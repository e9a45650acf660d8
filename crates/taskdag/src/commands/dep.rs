//! `taskdag dep ...`

use super::{CommandContext, display_name, resolve_task};
use crate::cli::DepCommands;
use crate::errors::CliError;
use serde_json::json;
use taskdag_graph::Dependency;
use tracing::info;

/// Execute a dependency subcommand.
///
/// # Errors
///
/// Returns an error if the store fails, a task reference does not resolve,
/// or the engine rejects the dependency.
pub fn execute(command: DepCommands, ctx: &CommandContext) -> Result<String, CliError> {
    match command {
        DepCommands::Add { from, to } => add(ctx, &from, &to),
        DepCommands::Rm { from, to } => remove(ctx, &from, &to),
        DepCommands::List => list(ctx),
    }
}

fn add(ctx: &CommandContext, from: &str, to: &str) -> Result<String, CliError> {
    let mut graph = ctx.store.load()?;
    let from = resolve_task(&graph, from)?;
    let to = resolve_task(&graph, to)?;
    graph.add_dependency(&from, &to)?;
    ctx.store.save(&graph)?;

    info!(from = %from, to = %to, "Added dependency");

    let dep = Dependency::new(from, to);
    ctx.render(&dep, || {
        format!(
            "Added dependency {} → {}",
            display_name(&graph, &dep.from),
            display_name(&graph, &dep.to)
        )
    })
}

fn remove(ctx: &CommandContext, from: &str, to: &str) -> Result<String, CliError> {
    let mut graph = ctx.store.load()?;
    let from = resolve_task(&graph, from)?;
    let to = resolve_task(&graph, to)?;
    let removed = graph.remove_dependency(&from, &to);
    if removed {
        ctx.store.save(&graph)?;
        info!(from = %from, to = %to, "Removed dependency");
    }

    let label = format!(
        "{} → {}",
        display_name(&graph, &from),
        display_name(&graph, &to)
    );
    ctx.render(
        &json!({ "from": from, "to": to, "removed": removed }),
        || {
            if removed {
                format!("Removed dependency {label}")
            } else {
                format!("No dependency {label}")
            }
        },
    )
}

fn list(ctx: &CommandContext) -> Result<String, CliError> {
    let graph = ctx.store.load()?;
    let deps: Vec<&Dependency> = graph.dependencies().collect();

    ctx.render(&deps, || {
        if deps.is_empty() {
            return "No dependencies defined".to_string();
        }
        deps.iter()
            .map(|dep| {
                format!(
                    "{} → {}",
                    display_name(&graph, &dep.from),
                    display_name(&graph, &dep.to)
                )
            })
            .collect::<Vec<_>>()
            .join("\n")
    })
}
impl TaskGraph {
    /// Create a new empty task graph.
    #[must_use]
    pub fn new() -> Self {
        Self {
            graph: StableDiGraph::new(),
            nodes: IndexMap::new(),
            edges: IndexSet::new(),
        }
    }

    /// Add a task with a freshly generated id.
    ///
    /// # Errors
    ///
    /// Returns [`Error::InvalidInput`] if the name is blank or the duration is zero.
    pub fn add_task(&mut self, name: &str, duration: u64) -> Result<TaskId> {
        let name = validate_task(name, duration)?;
        let id = TaskId::generate();
        self.insert_task(Task {
            id: id.clone(),
            name,
            duration,
        })?;
        Ok(id)
    }

    /// Insert a task that already carries an id.
    ///
    /// # Errors
    ///
    /// Returns [`Error::InvalidInput`] if the id is empty or already taken,
    /// or if the name or duration is invalid.
    pub(crate) fn insert_task(&mut self, task: Task) -> Result<()> {
        if task.id.as_str().is_empty() {
            return Err(Error::invalid_input("task id must not be empty"));
        }
        if self.nodes.contains_key(&task.id) {
            return Err(Error::invalid_input(format!(
                "task id '{}' is already in use",
                task.id
            )));
        }
        let name = validate_task(&task.name, task.duration)?;
        let task = Task { name, ..task };

        let id = task.id.clone();
        debug!(task = %id, name = %task.name, duration = task.duration, "Added task");
        let node = self.graph.add_node(task);
        self.nodes.insert(id, node);
        Ok(())
    }

    /// Remove a task together with every dependency that touches it.
    ///
    /// # Errors
    ///
    /// Returns [`Error::NotFound`] if no task has this id; the graph is unchanged.
    pub fn remove_task(&mut self, id: &TaskId) -> Result<Task> {
        let node = self.nodes.shift_remove(id).ok_or_else(|| Error::not_found(id))?;
        let before = self.edges.len();
        self.edges.retain(|dep| !dep.touches(id));

        let task = self
            .graph
            .remove_node(node)
            .ok_or_else(|| Error::internal(format!("task '{id}' had no graph node")))?;
        debug!(
            task = %id,
            removed_dependencies = before - self.edges.len(),
            "Removed task"
        );
        Ok(task)
    }

    /// Rename a task in place.
    ///
    /// # Errors
    ///
    /// Returns [`Error::NotFound`] for an unknown id or [`Error::InvalidInput`]
    /// for a blank name.
    pub fn rename_task(&mut self, id: &TaskId, name: &str) -> Result<()> {
        let task = self.task_mut(id)?;
        let name = validate_task(name, task.duration)?;
        debug!(task = %id, from = %task.name, to = %name, "Renamed task");
        task.name = name;
        Ok(())
    }

    /// Change the duration of a task.
    ///
    /// # Errors
    ///
    /// Returns [`Error::NotFound`] for an unknown id or [`Error::InvalidInput`]
    /// for a zero duration.
    pub fn set_duration(&mut self, id: &TaskId, duration: u64) -> Result<()> {
        let task = self.task_mut(id)?;
        validate_task(&task.name, duration)?;
        debug!(task = %id, from = task.duration, to = duration, "Changed task duration");
        task.duration = duration;
        Ok(())
    }

    /// Add the dependency `from -> to` ("from must finish before to starts").
    ///
    /// The cheap checks (unknown ids, self-loop, duplicate) run before the
    /// reachability search. Nothing is mutated unless every check passes.
    ///
    /// # Errors
    ///
    /// - [`Error::NotFound`] if either task is missing
    /// - [`Error::InvalidInput`] if `from == to`
    /// - [`Error::DuplicateEdge`] if the edge already exists
    /// - [`Error::CycleDetected`] if `to` already reaches `from`
    pub fn add_dependency(&mut self, from: &TaskId, to: &TaskId) -> Result<()> {
        let from_node = self.node(from)?;
        let to_node = self.node(to)?;

        if from == to {
            return Err(Error::invalid_input(format!(
                "task '{from}' cannot depend on itself"
            )));
        }

        let dep = Dependency::new(from.clone(), to.clone());
        if self.edges.contains(&dep) {
            return Err(Error::DuplicateEdge {
                from: dep.from,
                to: dep.to,
            });
        }

        if self.would_create_cycle(from, to) {
            debug!(from = %from, to = %to, "Rejected dependency that would close a cycle");
            return Err(Error::CycleDetected {
                from: dep.from,
                to: dep.to,
            });
        }

        self.graph.add_edge(from_node, to_node, ());
        self.edges.insert(dep);
        debug!(from = %from, to = %to, "Added dependency");
        Ok(())
    }

    /// Remove the dependency `from -> to` if present.
    ///
    /// Returns whether an edge was removed.
    pub fn remove_dependency(&mut self, from: &TaskId, to: &TaskId) -> bool {
        let dep = Dependency::new(from.clone(), to.clone());
        if !self.edges.shift_remove(&dep) {
            return false;
        }

        if let (Some(&a), Some(&b)) = (self.nodes.get(from), self.nodes.get(to))
            && let Some(edge) = self.graph.find_edge(a, b)
        {
            self.graph.remove_edge(edge);
        }
        debug!(from = %from, to = %to, "Removed dependency");
        true
    }

    /// Check whether adding `from -> to` would close a cycle.
    ///
    /// True iff `to` already reaches `from` along existing edges (or the two
    /// are the same task). Depth-first search from `to`, each node visited at
    /// most once. Unknown ids never form a cycle.
    #[must_use]
    pub fn would_create_cycle(&self, from: &TaskId, to: &TaskId) -> bool {
        if from == to {
            return true;
        }
        let (Some(&target), Some(&start)) = (self.nodes.get(from), self.nodes.get(to)) else {
            return false;
        };

        let mut dfs = Dfs::new(&self.graph, start);
        while let Some(node) = dfs.next(&self.graph) {
            if node == target {
                return true;
            }
        }
        false
    }

    /// Remove every task and dependency.
    pub fn clear(&mut self) {
        debug!(
            tasks = self.nodes.len(),
            dependencies = self.edges.len(),
            "Cleared task graph"
        );
        self.graph.clear();
        self.nodes.clear();
        self.edges.clear();
    }

    /// Get a task by id.
    #[must_use]
    pub fn task(&self, id: &TaskId) -> Option<&Task> {
        self.nodes
            .get(id)
            .and_then(|&idx| self.graph.node_weight(idx))
    }

    /// Iterate over all tasks in insertion order.
    pub fn tasks(&self) -> impl Iterator<Item = &Task> {
        self.nodes
            .values()
            .filter_map(|&idx| self.graph.node_weight(idx))
    }

    /// Iterate over all dependencies in insertion order.
    pub fn dependencies(&self) -> impl Iterator<Item = &Dependency> {
        self.edges.iter()
    }

    /// All tasks with exactly this name, in insertion order.
    #[must_use]
    pub fn find_by_name(&self, name: &str) -> Vec<&Task> {
        self.tasks().filter(|task| task.name == name).collect()
    }

    /// Direct predecessors of a task (edge sources), in dependency insertion order.
    #[must_use]
    pub fn predecessors(&self, id: &TaskId) -> Vec<&TaskId> {
        self.edges
            .iter()
            .filter(|dep| dep.to == *id)
            .map(|dep| &dep.from)
            .collect()
    }

    /// Direct successors of a task (edge targets), in dependency insertion order.
    #[must_use]
    pub fn successors(&self, id: &TaskId) -> Vec<&TaskId> {
        self.edges
            .iter()
            .filter(|dep| dep.from == *id)
            .map(|dep| &dep.to)
            .collect()
    }

    /// Check if a task exists in the graph.
    #[must_use]
    pub fn contains_task(&self, id: &TaskId) -> bool {
        self.nodes.contains_key(id)
    }

    /// Check if the dependency `from -> to` exists.
    #[must_use]
    pub fn has_dependency(&self, from: &TaskId, to: &TaskId) -> bool {
        self.edges
            .contains(&Dependency::new(from.clone(), to.clone()))
    }

    /// Get the number of tasks in the graph.
    #[must_use]
    pub fn task_count(&self) -> usize {
        self.nodes.len()
    }

    /// Get the number of dependencies in the graph.
    #[must_use]
    pub fn dependency_count(&self) -> usize {
        self.edges.len()
    }

    /// Whether the graph has no tasks.
    #[must_use]
    pub fn is_empty(&self) -> bool {
        self.nodes.is_empty()
    }

    /// Position of a task in insertion order.
    pub(crate) fn position(&self, id: &TaskId) -> Option<usize> {
        self.nodes.get_index_of(id)
    }

    /// Adjacency lists indexed by task position, in dependency insertion order.
    ///
    /// Returns `(predecessors, successors)`.
    pub(crate) fn adjacency(&self) -> Result<(Vec<Vec<usize>>, Vec<Vec<usize>>)> {
        let mut preds = vec![Vec::new(); self.nodes.len()];
        let mut succs = vec![Vec::new(); self.nodes.len()];
        for dep in &self.edges {
            let (Some(from), Some(to)) = (self.position(&dep.from), self.position(&dep.to)) else {
                return Err(Error::internal(format!(
                    "dependency {dep} references a task that is not in the graph"
                )));
            };
            succs[from].push(to);
            preds[to].push(from);
        }
        Ok((preds, succs))
    }

    fn node(&self, id: &TaskId) -> Result<NodeIndex> {
        self.nodes.get(id).copied().ok_or_else(|| Error::not_found(id))
    }

    fn task_mut(&mut self, id: &TaskId) -> Result<&mut Task> {
        let node = self.node(id)?;
        self.graph
            .node_weight_mut(node)
            .ok_or_else(|| Error::internal(format!("task '{id}' had no graph node")))
    }
}
//! Collect and restore Elasticsearch documents through an SSH tunnel.
//!
//! The appliance's document store only listens on its own loopback, so every
//! operation runs through a local forwarding relay: a TCP listener on
//! `127.0.0.1` whose accepted connections are carried over `direct-tcpip`
//! SSH sub-streams to `localhost:9200` on the far side. The transfer
//! protocol on top is plain HTTP: match-all searches for collection,
//! per-document upserts for restore.

pub mod cli;
pub mod ops;
pub mod settings;
pub mod transfer;
pub mod tunnel;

TASK DETAILS — Show every line of the material that includes the string "predecessors".

ANSWER —
    /// Direct predecessors of a task (edge sources), in dependency insertion order.
    pub fn predecessors(&self, id: &TaskId) -> Vec<&TaskId> {
    /// Returns `(predecessors, successors)`.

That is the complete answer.